:: Study material ::

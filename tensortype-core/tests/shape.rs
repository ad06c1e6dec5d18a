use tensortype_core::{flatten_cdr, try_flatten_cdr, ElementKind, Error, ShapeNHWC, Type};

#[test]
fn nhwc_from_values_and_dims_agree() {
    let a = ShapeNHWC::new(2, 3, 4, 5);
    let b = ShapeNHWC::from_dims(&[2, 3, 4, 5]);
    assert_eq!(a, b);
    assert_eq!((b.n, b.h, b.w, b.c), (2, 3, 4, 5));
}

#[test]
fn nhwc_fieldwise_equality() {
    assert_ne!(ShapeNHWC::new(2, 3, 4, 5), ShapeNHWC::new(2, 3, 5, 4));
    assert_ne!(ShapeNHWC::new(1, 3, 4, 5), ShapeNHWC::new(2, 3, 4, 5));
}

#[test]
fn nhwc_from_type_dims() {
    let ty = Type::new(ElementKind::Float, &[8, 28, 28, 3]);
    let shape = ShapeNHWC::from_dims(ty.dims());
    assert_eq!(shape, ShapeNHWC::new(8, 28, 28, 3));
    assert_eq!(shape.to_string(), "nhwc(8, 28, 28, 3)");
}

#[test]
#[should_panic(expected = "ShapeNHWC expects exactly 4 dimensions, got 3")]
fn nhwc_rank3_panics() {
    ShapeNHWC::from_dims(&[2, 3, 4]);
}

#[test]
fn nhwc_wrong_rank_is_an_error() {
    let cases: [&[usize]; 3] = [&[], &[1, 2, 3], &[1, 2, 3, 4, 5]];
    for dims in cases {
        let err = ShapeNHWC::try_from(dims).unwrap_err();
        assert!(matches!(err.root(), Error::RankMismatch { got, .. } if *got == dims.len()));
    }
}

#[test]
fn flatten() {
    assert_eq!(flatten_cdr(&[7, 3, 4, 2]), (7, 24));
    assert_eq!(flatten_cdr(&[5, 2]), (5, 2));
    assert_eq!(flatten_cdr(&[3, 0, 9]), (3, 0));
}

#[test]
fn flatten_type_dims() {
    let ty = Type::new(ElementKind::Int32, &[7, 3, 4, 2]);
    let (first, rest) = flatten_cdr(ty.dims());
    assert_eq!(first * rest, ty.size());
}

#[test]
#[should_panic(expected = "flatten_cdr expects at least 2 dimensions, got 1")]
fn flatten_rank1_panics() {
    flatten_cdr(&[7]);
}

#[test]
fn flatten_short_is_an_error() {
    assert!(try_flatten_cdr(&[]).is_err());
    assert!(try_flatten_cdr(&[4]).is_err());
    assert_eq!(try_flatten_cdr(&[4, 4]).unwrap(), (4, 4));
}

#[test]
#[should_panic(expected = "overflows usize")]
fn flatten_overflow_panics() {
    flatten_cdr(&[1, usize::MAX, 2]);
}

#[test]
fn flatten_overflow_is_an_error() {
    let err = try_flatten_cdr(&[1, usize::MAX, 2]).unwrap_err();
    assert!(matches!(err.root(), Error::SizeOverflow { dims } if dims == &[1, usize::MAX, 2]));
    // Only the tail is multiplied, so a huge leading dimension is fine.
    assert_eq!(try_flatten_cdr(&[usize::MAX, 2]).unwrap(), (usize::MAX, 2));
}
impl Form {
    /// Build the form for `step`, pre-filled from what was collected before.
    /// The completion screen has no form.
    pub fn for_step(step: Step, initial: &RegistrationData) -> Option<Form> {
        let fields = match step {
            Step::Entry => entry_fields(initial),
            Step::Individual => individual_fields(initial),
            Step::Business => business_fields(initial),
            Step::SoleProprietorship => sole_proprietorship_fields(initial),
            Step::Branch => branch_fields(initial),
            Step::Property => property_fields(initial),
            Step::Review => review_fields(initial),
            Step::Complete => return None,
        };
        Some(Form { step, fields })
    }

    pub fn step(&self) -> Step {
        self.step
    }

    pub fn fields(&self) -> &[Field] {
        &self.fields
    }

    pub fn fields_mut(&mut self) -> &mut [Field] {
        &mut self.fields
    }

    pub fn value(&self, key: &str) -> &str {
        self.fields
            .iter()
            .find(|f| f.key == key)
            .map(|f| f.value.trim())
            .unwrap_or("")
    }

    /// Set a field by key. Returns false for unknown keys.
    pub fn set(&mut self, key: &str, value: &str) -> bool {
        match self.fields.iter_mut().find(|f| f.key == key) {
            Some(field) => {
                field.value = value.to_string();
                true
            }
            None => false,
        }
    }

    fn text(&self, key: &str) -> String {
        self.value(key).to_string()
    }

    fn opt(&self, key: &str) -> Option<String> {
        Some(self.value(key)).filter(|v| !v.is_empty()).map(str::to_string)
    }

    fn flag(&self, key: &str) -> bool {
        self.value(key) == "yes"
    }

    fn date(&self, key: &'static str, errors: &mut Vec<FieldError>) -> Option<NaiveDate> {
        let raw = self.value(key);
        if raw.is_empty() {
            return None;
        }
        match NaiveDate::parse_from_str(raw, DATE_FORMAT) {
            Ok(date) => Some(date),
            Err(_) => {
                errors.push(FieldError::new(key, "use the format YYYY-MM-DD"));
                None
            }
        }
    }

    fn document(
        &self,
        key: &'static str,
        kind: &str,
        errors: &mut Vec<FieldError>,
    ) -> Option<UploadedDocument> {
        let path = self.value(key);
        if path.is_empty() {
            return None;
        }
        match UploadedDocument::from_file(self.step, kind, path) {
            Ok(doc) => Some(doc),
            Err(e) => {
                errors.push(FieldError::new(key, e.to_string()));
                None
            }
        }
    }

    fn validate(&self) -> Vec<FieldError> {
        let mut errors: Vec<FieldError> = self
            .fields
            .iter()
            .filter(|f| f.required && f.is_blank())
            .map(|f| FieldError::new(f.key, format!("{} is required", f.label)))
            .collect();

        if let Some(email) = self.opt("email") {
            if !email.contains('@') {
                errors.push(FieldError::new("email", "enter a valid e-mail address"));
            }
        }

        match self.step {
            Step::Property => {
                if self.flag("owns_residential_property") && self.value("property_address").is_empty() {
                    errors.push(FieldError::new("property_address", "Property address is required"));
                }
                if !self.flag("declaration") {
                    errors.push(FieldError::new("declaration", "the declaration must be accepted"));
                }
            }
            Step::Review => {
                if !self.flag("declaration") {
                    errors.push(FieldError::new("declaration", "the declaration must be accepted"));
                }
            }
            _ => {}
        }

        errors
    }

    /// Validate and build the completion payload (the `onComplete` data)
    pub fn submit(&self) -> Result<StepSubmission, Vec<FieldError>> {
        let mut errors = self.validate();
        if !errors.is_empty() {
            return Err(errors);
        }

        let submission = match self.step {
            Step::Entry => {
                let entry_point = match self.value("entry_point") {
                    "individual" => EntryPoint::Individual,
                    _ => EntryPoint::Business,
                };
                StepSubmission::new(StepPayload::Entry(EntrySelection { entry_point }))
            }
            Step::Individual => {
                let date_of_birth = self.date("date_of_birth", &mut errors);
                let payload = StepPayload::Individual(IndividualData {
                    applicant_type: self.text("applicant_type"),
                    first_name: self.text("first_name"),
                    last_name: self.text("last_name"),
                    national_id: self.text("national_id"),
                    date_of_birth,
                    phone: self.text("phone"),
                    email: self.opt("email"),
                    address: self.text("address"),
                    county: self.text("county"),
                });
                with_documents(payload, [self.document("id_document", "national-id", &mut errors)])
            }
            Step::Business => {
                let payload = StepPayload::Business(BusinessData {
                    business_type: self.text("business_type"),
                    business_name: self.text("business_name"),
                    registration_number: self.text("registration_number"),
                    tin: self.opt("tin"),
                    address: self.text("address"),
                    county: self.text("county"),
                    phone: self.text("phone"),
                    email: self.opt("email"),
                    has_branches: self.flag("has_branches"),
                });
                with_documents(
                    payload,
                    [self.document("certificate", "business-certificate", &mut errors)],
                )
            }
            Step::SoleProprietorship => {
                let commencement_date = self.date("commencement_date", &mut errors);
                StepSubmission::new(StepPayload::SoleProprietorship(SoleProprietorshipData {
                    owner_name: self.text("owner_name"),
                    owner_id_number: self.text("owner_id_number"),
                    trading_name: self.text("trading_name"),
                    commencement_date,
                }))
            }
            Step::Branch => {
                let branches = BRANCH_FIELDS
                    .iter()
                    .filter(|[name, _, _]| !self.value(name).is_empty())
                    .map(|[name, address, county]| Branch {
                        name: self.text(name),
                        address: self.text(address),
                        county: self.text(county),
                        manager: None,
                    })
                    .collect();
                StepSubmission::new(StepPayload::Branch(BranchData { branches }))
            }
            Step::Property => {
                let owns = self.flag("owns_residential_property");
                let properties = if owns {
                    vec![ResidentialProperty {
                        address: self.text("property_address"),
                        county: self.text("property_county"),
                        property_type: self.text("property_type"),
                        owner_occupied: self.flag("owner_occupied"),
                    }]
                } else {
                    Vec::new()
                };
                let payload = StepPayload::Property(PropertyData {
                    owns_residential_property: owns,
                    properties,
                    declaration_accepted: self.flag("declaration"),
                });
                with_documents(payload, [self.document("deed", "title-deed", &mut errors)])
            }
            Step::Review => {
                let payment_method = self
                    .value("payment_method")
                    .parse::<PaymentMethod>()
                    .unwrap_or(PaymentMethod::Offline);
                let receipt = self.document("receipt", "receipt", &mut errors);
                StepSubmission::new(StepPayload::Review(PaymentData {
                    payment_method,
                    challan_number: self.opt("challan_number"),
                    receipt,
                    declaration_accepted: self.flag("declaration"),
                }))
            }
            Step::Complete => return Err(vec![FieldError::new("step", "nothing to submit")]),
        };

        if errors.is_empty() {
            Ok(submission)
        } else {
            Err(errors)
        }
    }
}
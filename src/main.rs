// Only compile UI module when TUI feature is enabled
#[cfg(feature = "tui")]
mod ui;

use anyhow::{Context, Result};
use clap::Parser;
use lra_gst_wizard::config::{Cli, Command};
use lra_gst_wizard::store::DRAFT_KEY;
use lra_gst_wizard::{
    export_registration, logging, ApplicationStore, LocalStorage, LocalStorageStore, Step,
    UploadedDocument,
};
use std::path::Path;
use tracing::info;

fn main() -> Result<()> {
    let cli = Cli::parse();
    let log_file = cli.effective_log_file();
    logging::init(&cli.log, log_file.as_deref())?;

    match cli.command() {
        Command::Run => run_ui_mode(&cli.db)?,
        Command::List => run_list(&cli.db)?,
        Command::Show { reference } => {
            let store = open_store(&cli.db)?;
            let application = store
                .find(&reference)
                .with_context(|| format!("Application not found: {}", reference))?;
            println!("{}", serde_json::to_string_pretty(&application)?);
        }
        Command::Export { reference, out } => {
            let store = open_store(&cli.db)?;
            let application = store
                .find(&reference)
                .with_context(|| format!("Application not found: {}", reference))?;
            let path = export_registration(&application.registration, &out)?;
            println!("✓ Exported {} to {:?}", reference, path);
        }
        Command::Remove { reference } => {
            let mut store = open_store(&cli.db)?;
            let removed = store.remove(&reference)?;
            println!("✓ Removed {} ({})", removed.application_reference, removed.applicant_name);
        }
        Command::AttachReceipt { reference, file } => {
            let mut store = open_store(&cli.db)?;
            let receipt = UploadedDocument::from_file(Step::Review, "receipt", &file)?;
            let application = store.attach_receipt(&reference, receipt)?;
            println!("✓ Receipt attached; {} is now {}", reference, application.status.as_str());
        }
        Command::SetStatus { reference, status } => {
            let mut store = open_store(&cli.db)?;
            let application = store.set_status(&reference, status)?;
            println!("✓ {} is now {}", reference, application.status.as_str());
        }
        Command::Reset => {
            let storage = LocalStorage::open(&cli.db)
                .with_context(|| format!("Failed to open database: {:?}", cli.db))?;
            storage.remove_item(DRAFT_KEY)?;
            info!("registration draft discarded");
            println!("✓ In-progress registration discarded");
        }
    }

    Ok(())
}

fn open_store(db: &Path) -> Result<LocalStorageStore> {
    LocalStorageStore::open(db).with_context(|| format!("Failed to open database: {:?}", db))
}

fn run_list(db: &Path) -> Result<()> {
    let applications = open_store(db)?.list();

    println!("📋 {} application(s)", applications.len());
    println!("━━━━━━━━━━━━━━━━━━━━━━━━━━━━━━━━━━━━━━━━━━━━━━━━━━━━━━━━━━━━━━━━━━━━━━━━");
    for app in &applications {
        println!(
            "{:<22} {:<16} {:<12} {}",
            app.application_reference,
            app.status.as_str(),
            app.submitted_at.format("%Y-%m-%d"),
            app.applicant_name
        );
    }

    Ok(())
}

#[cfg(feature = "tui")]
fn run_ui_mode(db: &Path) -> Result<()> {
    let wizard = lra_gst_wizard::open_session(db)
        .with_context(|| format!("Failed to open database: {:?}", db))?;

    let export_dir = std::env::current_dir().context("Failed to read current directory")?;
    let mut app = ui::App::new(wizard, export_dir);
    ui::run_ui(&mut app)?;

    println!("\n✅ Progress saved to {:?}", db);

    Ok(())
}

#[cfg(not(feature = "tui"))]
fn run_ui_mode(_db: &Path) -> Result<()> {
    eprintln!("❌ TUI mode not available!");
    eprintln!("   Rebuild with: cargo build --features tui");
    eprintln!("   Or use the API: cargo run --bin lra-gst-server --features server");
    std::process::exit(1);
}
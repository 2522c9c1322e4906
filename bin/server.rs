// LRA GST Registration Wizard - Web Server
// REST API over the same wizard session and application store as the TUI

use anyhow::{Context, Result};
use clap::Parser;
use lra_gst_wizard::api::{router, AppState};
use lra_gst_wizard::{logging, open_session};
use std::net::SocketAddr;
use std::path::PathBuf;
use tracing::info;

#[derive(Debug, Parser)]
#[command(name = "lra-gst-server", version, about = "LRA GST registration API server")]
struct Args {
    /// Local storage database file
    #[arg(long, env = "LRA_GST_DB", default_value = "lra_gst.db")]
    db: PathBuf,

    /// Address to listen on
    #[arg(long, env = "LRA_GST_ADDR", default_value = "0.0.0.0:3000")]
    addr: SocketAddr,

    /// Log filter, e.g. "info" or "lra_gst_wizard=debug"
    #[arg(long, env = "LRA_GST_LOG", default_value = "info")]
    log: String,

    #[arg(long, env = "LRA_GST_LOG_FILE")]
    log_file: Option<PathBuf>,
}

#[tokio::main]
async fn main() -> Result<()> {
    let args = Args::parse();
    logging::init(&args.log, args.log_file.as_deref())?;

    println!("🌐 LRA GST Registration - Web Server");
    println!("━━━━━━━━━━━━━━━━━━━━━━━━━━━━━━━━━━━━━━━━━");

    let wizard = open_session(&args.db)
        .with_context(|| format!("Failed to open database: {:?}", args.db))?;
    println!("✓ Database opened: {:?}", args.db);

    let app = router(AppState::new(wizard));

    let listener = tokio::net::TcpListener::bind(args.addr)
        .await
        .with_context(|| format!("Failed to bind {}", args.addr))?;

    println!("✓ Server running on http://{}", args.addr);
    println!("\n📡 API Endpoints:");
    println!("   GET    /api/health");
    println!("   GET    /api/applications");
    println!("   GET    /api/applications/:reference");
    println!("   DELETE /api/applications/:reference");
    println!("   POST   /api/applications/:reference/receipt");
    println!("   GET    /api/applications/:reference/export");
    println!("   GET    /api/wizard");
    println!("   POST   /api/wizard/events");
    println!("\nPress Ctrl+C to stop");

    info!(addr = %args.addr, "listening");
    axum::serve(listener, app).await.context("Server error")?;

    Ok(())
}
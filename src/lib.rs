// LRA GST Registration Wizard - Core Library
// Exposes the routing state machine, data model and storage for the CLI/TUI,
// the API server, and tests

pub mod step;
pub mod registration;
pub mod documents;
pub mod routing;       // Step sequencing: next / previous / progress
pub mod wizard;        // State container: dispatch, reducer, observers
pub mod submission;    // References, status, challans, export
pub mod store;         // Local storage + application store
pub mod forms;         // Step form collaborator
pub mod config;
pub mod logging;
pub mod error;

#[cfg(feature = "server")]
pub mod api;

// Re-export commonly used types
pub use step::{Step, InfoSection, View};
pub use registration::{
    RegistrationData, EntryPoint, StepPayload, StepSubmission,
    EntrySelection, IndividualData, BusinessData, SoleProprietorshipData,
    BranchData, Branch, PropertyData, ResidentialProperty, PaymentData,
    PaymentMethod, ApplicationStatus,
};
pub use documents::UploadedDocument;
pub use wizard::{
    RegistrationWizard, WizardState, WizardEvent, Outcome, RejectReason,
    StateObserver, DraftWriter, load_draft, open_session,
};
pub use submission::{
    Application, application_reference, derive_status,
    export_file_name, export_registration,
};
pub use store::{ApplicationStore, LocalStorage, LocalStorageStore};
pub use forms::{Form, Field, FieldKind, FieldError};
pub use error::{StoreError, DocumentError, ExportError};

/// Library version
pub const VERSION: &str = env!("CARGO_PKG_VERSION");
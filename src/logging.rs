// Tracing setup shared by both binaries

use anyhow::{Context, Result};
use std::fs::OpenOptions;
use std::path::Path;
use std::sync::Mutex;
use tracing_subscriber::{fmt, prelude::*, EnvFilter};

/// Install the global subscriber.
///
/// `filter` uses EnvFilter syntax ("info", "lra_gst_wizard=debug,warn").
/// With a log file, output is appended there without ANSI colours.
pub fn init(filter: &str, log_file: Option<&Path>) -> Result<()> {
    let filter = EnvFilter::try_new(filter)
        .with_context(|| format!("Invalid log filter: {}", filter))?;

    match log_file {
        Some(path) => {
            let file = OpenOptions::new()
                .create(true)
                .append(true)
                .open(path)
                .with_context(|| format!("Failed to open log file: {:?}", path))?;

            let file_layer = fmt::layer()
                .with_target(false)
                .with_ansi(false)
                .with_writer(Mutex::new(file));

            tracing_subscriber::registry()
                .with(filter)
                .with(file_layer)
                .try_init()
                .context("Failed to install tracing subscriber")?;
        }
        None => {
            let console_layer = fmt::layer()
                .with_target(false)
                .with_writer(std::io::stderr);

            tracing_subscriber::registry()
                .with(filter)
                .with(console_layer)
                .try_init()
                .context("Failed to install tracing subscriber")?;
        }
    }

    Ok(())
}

:::

■ What you need to do ■
Return each line of the listing that holds the word "PaymentData".

■ Written solution ■
                StepSubmission::new(StepPayload::Review(PaymentData {
    BranchData, Branch, PropertyData, ResidentialProperty, PaymentData,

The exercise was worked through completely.